A male friend shared that he never fears that women will condemn him as not being manly enough for being sensitive, crying in the movies, writing poetry, following fashion trends, and enjoying manicures. It’s the men he knows – his father, brother, friends and male colleagues – who make him feel that there is something wrong with his way of being male.

I told him that I feel the same. I never fear that men will condemn me for being insensitive, obsessed with my career, prone to laugh at sentimental movies, bored with fashion magazines, loud, and brash. Every single voice that told me, “Clarissa, you are such a man!” was always female. Men don’t criticize my body and men never ever badgered me for being single (when I was single) and not having children.  I know for a fact, though, that many of those men who have no problem whatsoever with my lack of gender conformity practically bully their male friends for a slightest deviation from the male gender norm.

 

 

34 thoughts on “Policing Gender Norms

  1. Sad but true. And it all seems to start with parents taking too much of an interest in reinforcing gender norms in their children, mothers obsessing over making their daughters “young ladies”, and fathers wanting to make their sons “real men”. Then it just gets worse from there.

    Like

  2. If you don’t conform, there’s also the issue of parental disapproval. I’ve talked about the possibility of my homosexuality to my mother (who is female, obviously), and she said it “wasn’t the lifestyle she’d choose for me” and that she wanted me to grow up to be a strong, capable man with a career and kids, not a fruitcake. She probably wouldn’t bully any other guy about it, but because I’m her son and I’m the legacy she’ll leave behind, she wants to shape my male gender in the same way she would her female peers.

    Like

    1. This is so sad. Parents, wtf are you thinking? What is supposed to be the purpose of this sort of badgering? Do you really want to see your children force themselves into a life they don’t want for the sake of your fantasies?

      Like

      1. It’s partly to do with overbearing parents, but I think it’s also got a lot to do with the rigid gender expectations we’re all familiar with. A parent, like anybody else, believes a boy has to be a certain way to be properly male, so if their boy turns out differently they feel like they’ve failed as a parent.

        Like

      2. I think while you are right in certain cases. However I can’t help but feel for the most part parent’s are trying to help their kid’s navigate society the best they can. If the system is flawed then we must learn to navigate it or fight it. The fight though isn’t for everyone and can be hard. Why force that on your child instead of letting them decide for themselves when they can understand?

        Adhering to societal norms and learning how to operate within the system can be a powerful force.

        Like

        1. “However I can’t help but feel for the most part parent’s are trying to help their kid’s navigate society the best they can. If the system is flawed then we must learn to navigate it or fight it. The fight though isn’t for everyone and can be hard. Why force that on your child instead of letting them decide for themselves when they can understand?”

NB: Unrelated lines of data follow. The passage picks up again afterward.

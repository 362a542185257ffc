//! Line-oriented handshake.
//!
//! 1. initiator -> responder: banner line
//! 2. initiator -> responder: DH public value, hex
//! 3. responder -> initiator: `OK`
//! 4. responder -> initiator: DH public value, hex

use std::io::{BufRead, Read, Write};

use num_bigint::BigUint;
use sha2::{Digest, Sha256};

use crate::error::{ChannelError, Result};

pub const BANNER: &str = "SimpleSSLv0";
pub const ACK: &str = "OK";
/// Longest accepted handshake line, excluding the newline.
pub const MAX_LINE_LEN: usize = 4096;

/// What the responder does with the initiator's banner.
#[derive(Debug, Clone, Default, PartialEq, Eq)]
pub enum BannerPolicy {
    #[default]
    Permissive,
    Require(String),
}

impl BannerPolicy {
    pub fn check(&self, banner: &[u8]) -> Result<()> {
        match self {
            BannerPolicy::Permissive => Ok(()),
            BannerPolicy::Require(expected) if expected.as_bytes() == banner => Ok(()),
            BannerPolicy::Require(expected) => Err(ChannelError::MalformedHandshakeInput(format!(
                "unexpected banner {:?}, expected {expected:?}",
                String::from_utf8_lossy(banner)
            ))),
        }
    }
}

/// Reads one `\n`-terminated line, dropping the terminator (and a preceding `\r`).
pub fn read_line<R: BufRead>(reader: &mut R, what: &str) -> Result<Vec<u8>> {
    let mut line = Vec::new();
    let limit = MAX_LINE_LEN as u64 + 1;
    let n = reader.by_ref().take(limit).read_until(b'\n', &mut line)?;

    if n == 0 {
        return Err(ChannelError::MalformedHandshakeInput(format!(
            "stream closed before {what}"
        )));
    }
    if line.last() != Some(&b'\n') {
        let reason = if line.len() > MAX_LINE_LEN {
            format!("{what} is longer than {MAX_LINE_LEN} bytes")
        } else {
            format!("stream closed in the middle of {what}")
        };
        return Err(ChannelError::MalformedHandshakeInput(reason));
    }

    line.pop();
    if line.last() == Some(&b'\r') {
        line.pop();
    }
    Ok(line)
}

/// Parses hex digits (either case, no `0x`) with optional surrounding whitespace.
pub fn parse_public_value(line: &[u8]) -> Result<BigUint> {
    let digits = line.trim_ascii();
    if digits.is_empty() {
        return Err(ChannelError::MalformedHandshakeInput(
            "empty public value".into(),
        ));
    }
    if let Some(bad) = digits.iter().find(|b| !b.is_ascii_hexdigit()) {
        return Err(ChannelError::MalformedHandshakeInput(format!(
            "public value contains non-hex byte {bad:#04x}"
        )));
    }
    BigUint::parse_bytes(digits, 16)
        .ok_or_else(|| ChannelError::MalformedHandshakeInput("unparsable public value".into()))
}

pub fn format_public_value(value: &BigUint) -> String {
    format!("{value:x}")
}

/// Short hex digest of a public value, for logs.
pub fn fingerprint(value: &BigUint) -> String {
    let digest = Sha256::digest(value.to_bytes_be());
    hex::encode(&digest[..8])
}

pub fn write_client_hello<W: Write>(writer: &mut W, banner: &str, public: &BigUint) -> Result<()> {
    writeln!(writer, "{banner}")?;
    writeln!(writer, "{}", format_public_value(public))?;
    writer.flush()?;
    Ok(())
}

pub fn write_server_hello<W: Write>(writer: &mut W, public: &BigUint) -> Result<()> {
    writeln!(writer, "{ACK}")?;
    writeln!(writer, "{}", format_public_value(public))?;
    writer.flush()?;
    Ok(())
}

/// Reads `OK` and the responder's public value.
pub fn read_server_hello<R: BufRead>(reader: &mut R) -> Result<BigUint> {
    let ack = read_line(reader, "acknowledgement")?;
    if ack != ACK.as_bytes() {
        return Err(ChannelError::MalformedHandshakeInput(format!(
            "expected {ACK:?}, got {:?}",
            String::from_utf8_lossy(&ack)
        )));
    }
    let line = read_line(reader, "server public value")?;
    parse_public_value(&line)
}

#[cfg(test)]
mod tests {
    use super::*;
    use std::io::Cursor;

    #[test]
    fn reads_lines_and_strips_terminators() {
        let mut input = Cursor::new(b"SimpleSSLv0\r\nABCdef\nrest".to_vec());
        assert_eq!(read_line(&mut input, "greeting").unwrap(), b"SimpleSSLv0");
        assert_eq!(read_line(&mut input, "value").unwrap(), b"ABCdef");
        assert!(matches!(
            read_line(&mut input, "value"),
            Err(ChannelError::MalformedHandshakeInput(_))
        ));
    }

    #[test]
    fn rejects_overlong_line() {
        let mut data = vec![b'a'; MAX_LINE_LEN + 10];
        data.push(b'\n');
        let mut input = Cursor::new(data);
        assert!(read_line(&mut input, "value").is_err());

        let mut data = vec![b'a'; MAX_LINE_LEN];
        data.push(b'\n');
        let mut input = Cursor::new(data);
        assert_eq!(read_line(&mut input, "value").unwrap().len(), MAX_LINE_LEN);
    }

    #[test]
    fn parses_hex_in_either_case() {
        assert_eq!(parse_public_value(b"ff").unwrap(), BigUint::from(255u32));
        assert_eq!(parse_public_value(b" 0A1b ").unwrap(), BigUint::from(0xa1bu32));
        assert!(parse_public_value(b"").is_err());
        assert!(parse_public_value(b"0x10").is_err());
        assert!(parse_public_value(b"12_34").is_err());
        assert!(parse_public_value(b"-1").is_err());
    }

    #[test]
    fn banner_policy() {
        assert!(BannerPolicy::Permissive.check(b"\xffanything").is_ok());
        let strict = BannerPolicy::Require(BANNER.into());
        assert!(strict.check(b"SimpleSSLv0").is_ok());
        assert!(strict.check(b"SimpleSSLv1").is_err());
    }

    #[test]
    fn hello_messages_pair_up() {
        let public = BigUint::from(0xbeefu32);

        let mut wire = Vec::new();
        write_client_hello(&mut wire, BANNER, &public).unwrap();
        assert_eq!(wire, b"SimpleSSLv0\nbeef\n");
        let mut input = Cursor::new(wire);
        assert_eq!(read_line(&mut input, "greeting").unwrap(), BANNER.as_bytes());
        let line = read_line(&mut input, "client public value").unwrap();
        assert_eq!(parse_public_value(&line).unwrap(), public);

        let mut wire = Vec::new();
        write_server_hello(&mut wire, &public).unwrap();
        assert_eq!(wire, b"OK\nbeef\n");
        assert_eq!(read_server_hello(&mut Cursor::new(wire)).unwrap(), public);

        assert!(read_server_hello(&mut Cursor::new(b"NO\nbeef\n".to_vec())).is_err());
    }
}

          – I agree. I find it very sad when parents make their children fight their ideological battles. I’ve read articles by pseudo-feminists who refuse to buy Barbies and pink dresses for their daughters. I think that’s ridiculous. Small children don’t want to be different or stand out from other kids. The key here, I believe, is to step back and listen to what the child wants. Forcing him/her in either direction is wrong.

          Like

  3. I was never brought up with gender norms, but encountered them as an adult. First, there was the policing in the workplace, just in terms of some weird covert competition. This wasn’t completely related to gender norms, but to the sense of rivalry encouraged in bourgeois society. I began skydiving and reading philosophy and the supervisor brought in a book by William James and put it on her desk, and spoke about her daughter going bungee jumping. Someone else pointed out to me that apparently we were in covert competition.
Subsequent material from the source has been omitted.